• **TASK MATERIAL**
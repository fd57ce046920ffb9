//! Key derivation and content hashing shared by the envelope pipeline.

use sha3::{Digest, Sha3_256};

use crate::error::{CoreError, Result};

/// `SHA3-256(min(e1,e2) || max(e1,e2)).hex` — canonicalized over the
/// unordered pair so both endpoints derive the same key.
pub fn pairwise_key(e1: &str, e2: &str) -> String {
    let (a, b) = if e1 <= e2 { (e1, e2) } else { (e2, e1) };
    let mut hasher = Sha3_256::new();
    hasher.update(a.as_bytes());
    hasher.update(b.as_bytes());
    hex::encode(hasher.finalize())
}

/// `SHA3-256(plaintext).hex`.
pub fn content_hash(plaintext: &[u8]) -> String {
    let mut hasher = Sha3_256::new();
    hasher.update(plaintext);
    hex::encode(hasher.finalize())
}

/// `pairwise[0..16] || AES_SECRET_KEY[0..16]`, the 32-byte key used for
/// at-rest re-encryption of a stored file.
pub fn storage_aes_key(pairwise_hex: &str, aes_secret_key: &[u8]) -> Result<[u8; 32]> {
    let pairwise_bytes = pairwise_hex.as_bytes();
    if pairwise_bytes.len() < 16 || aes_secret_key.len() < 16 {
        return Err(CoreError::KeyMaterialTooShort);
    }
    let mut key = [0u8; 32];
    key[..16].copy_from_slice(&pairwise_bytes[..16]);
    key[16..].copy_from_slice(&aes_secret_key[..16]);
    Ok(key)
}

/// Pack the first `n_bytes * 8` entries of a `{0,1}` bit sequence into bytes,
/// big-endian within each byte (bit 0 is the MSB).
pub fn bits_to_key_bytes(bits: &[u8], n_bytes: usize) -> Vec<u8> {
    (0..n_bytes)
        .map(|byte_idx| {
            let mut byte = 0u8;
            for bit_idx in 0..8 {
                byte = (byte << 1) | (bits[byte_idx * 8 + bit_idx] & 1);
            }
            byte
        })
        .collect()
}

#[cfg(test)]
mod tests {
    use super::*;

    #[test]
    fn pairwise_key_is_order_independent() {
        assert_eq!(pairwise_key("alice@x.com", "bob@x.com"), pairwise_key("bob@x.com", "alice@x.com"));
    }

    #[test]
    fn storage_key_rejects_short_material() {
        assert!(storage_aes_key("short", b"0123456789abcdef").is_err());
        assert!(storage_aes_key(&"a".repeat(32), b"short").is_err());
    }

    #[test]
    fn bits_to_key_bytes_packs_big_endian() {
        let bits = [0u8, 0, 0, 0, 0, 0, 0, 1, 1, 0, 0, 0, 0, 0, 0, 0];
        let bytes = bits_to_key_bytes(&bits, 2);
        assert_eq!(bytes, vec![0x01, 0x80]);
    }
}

* * *

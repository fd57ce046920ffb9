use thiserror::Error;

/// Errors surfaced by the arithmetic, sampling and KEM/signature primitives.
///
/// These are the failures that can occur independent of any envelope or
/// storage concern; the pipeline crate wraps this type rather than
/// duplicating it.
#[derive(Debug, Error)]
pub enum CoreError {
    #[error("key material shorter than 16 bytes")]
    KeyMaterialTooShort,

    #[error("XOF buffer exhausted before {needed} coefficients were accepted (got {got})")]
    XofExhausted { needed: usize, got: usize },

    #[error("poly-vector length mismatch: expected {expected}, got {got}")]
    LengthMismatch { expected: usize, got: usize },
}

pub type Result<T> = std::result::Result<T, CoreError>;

• **EXERCISE OBJECTIVE**
Go through the entries and copy every line that has "KeyMaterialTooShort".

• **TASK OUTPUT**
        return Err(CoreError::KeyMaterialTooShort);
    KeyMaterialTooShort,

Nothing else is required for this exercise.